(Stored data Opens)

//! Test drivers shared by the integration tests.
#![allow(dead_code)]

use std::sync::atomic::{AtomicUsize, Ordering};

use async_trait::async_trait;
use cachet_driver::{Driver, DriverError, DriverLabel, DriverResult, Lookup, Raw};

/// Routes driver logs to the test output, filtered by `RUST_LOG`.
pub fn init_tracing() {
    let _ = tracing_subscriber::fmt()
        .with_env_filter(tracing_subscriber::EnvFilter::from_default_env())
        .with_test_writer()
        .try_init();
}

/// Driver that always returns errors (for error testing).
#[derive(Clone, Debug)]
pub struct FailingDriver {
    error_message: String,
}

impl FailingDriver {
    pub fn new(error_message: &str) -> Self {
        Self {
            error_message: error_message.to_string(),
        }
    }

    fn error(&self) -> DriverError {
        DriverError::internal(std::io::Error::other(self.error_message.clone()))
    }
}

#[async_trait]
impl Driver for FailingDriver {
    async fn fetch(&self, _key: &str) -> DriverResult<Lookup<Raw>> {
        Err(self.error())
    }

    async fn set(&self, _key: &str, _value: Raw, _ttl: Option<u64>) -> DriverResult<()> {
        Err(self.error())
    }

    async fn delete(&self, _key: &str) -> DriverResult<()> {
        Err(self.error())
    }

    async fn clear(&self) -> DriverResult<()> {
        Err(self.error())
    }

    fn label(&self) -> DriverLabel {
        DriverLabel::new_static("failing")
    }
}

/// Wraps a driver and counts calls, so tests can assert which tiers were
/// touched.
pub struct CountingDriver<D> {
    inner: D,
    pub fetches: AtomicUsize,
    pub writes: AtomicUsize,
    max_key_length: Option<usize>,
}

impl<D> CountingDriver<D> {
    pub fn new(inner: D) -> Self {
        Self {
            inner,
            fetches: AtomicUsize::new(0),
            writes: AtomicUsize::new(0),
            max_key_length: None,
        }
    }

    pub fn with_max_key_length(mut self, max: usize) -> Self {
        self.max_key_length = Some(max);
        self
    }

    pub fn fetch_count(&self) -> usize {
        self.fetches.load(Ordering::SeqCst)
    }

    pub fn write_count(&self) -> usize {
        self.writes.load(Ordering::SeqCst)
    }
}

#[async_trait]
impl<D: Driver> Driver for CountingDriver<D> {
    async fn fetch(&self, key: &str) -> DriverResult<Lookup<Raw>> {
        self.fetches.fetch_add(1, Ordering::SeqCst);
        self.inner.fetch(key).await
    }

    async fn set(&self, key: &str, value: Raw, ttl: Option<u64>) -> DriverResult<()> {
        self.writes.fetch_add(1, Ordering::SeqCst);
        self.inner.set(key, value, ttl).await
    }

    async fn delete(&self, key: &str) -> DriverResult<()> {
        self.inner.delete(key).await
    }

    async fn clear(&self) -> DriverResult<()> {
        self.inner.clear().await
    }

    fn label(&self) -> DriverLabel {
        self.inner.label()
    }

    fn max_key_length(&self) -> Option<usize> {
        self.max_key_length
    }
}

(Stored data Closes)
(Stored data Opens)

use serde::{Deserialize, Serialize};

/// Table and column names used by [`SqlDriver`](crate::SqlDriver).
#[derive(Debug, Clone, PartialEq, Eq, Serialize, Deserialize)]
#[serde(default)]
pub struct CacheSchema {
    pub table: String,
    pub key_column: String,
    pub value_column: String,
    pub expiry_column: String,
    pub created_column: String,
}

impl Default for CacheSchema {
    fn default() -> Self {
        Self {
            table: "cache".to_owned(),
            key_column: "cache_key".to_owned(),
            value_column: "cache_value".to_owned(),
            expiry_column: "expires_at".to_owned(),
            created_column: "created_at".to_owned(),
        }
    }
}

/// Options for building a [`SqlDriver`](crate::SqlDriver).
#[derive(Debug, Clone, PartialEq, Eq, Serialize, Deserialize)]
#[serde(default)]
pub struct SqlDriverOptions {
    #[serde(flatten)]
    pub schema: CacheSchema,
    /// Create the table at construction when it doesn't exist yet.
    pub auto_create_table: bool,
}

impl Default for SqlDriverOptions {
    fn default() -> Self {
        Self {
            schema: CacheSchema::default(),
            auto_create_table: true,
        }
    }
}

(Stored data Closes)
(Stored data Opens)

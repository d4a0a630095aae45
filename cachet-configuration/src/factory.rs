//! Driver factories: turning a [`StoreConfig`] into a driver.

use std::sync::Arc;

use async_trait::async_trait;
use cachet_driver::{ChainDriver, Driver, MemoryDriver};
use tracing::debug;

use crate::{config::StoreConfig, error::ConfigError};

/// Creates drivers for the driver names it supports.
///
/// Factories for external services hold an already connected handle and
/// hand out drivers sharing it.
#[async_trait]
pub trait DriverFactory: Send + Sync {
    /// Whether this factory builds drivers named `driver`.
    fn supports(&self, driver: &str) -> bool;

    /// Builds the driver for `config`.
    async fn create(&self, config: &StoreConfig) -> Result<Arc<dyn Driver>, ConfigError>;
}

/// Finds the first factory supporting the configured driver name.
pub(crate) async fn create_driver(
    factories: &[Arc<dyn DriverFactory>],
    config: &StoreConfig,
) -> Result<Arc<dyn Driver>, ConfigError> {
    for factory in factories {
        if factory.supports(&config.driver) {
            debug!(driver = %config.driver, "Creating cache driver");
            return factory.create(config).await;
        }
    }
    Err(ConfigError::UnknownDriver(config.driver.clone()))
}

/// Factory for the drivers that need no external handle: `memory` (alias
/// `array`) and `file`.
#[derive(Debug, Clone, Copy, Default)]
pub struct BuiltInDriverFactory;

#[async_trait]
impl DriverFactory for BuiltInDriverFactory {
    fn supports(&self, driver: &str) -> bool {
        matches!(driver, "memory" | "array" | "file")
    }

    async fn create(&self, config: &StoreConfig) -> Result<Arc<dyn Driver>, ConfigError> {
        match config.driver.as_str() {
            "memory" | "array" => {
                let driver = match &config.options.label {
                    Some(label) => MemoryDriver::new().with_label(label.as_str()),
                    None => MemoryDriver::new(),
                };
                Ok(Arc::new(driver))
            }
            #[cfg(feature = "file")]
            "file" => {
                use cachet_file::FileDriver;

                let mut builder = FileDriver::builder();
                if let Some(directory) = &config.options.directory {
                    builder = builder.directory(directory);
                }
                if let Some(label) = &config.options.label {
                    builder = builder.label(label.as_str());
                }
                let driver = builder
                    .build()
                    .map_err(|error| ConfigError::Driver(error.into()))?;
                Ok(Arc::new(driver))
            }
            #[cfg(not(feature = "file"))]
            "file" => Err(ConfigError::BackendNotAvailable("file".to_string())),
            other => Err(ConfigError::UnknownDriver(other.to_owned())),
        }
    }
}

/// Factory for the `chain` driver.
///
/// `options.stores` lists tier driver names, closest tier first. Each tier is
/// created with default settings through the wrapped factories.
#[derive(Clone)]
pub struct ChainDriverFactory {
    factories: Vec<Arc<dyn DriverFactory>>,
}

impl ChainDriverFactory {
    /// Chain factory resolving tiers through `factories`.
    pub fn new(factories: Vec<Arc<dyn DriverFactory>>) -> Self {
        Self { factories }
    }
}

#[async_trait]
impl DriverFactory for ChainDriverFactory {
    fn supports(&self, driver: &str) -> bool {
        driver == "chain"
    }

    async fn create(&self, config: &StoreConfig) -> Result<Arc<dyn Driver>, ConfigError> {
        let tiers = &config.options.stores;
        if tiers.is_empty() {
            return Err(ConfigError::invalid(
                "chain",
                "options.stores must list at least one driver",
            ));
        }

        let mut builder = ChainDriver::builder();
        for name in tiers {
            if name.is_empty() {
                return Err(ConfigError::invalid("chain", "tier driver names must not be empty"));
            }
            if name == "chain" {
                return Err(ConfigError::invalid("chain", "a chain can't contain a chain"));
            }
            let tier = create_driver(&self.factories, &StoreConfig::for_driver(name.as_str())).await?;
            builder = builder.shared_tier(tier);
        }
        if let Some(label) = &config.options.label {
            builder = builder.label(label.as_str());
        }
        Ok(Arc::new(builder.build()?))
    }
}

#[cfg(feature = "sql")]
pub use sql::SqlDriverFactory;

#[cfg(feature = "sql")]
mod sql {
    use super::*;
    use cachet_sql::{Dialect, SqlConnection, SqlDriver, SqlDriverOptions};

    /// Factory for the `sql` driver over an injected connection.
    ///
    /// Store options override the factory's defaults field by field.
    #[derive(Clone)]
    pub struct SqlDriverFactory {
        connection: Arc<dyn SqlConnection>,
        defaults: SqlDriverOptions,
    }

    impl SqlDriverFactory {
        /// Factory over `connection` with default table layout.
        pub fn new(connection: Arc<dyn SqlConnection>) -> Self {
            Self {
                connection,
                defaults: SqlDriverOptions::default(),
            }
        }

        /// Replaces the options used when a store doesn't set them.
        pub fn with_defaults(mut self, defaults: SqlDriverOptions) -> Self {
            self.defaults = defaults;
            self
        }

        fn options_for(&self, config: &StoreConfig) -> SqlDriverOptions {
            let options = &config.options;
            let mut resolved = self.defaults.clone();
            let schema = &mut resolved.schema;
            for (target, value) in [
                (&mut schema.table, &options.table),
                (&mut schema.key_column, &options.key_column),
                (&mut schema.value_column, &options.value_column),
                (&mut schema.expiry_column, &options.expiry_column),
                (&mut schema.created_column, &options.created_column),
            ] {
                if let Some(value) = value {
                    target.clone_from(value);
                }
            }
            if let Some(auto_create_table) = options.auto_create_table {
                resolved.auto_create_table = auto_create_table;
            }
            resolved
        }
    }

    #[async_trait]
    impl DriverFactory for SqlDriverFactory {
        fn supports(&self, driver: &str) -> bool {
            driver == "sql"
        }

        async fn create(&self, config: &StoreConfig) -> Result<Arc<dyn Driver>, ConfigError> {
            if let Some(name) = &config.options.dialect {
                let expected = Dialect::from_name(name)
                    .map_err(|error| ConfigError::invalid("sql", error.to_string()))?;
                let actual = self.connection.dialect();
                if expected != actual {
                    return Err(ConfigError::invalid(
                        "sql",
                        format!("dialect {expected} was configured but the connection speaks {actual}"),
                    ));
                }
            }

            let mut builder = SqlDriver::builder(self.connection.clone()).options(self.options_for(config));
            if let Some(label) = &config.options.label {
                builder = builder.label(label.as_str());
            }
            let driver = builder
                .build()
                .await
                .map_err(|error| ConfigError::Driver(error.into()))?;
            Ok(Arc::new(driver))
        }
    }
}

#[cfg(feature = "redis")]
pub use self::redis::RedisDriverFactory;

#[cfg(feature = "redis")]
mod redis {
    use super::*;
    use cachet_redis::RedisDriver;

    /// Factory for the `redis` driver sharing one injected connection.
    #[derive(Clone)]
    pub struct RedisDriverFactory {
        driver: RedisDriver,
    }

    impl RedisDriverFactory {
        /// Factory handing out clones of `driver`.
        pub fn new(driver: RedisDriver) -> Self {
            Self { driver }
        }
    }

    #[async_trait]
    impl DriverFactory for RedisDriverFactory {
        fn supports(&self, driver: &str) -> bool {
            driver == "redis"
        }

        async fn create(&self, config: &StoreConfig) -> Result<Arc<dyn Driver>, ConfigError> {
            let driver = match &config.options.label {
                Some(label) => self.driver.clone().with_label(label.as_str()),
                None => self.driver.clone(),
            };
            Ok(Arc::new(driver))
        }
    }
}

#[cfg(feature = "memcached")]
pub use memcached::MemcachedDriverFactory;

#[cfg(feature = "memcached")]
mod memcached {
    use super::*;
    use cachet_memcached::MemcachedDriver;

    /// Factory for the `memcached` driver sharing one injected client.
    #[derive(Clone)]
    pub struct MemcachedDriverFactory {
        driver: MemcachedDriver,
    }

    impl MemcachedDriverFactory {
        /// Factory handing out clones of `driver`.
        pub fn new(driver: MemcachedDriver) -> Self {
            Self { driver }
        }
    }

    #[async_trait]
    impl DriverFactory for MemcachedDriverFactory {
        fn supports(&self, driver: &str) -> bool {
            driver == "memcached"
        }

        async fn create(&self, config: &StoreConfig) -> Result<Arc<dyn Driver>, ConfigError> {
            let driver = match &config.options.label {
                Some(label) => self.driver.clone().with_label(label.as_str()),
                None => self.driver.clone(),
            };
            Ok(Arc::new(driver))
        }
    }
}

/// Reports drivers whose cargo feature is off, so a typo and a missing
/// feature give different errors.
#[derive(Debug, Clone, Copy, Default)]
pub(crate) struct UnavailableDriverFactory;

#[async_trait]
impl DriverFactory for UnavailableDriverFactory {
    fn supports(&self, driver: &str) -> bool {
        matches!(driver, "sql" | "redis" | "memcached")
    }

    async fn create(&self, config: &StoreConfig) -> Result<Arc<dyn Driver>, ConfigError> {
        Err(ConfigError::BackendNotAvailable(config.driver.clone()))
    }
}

(Stored data Closes)

**Exercise aim**
Reproduce only the lines above spanning from the line containing "the integration tests." through the line containing "fn error(&self) ->", word for word.

**Written answer**
//! Test drivers shared by the integration tests.
#![allow(dead_code)]

use std::sync::atomic::{AtomicUsize, Ordering};

use async_trait::async_trait;
use cachet_driver::{Driver, DriverError, DriverLabel, DriverResult, Lookup, Raw};

/// Routes driver logs to the test output, filtered by `RUST_LOG`.
pub fn init_tracing() {
    let _ = tracing_subscriber::fmt()
        .with_env_filter(tracing_subscriber::EnvFilter::from_default_env())
        .with_test_writer()
        .try_init();
}

/// Driver that always returns errors (for error testing).
#[derive(Clone, Debug)]
pub struct FailingDriver {
    error_message: String,
}

impl FailingDriver {
    pub fn new(error_message: &str) -> Self {
        Self {
            error_message: error_message.to_string(),
        }
    }

    fn error(&self) -> DriverError {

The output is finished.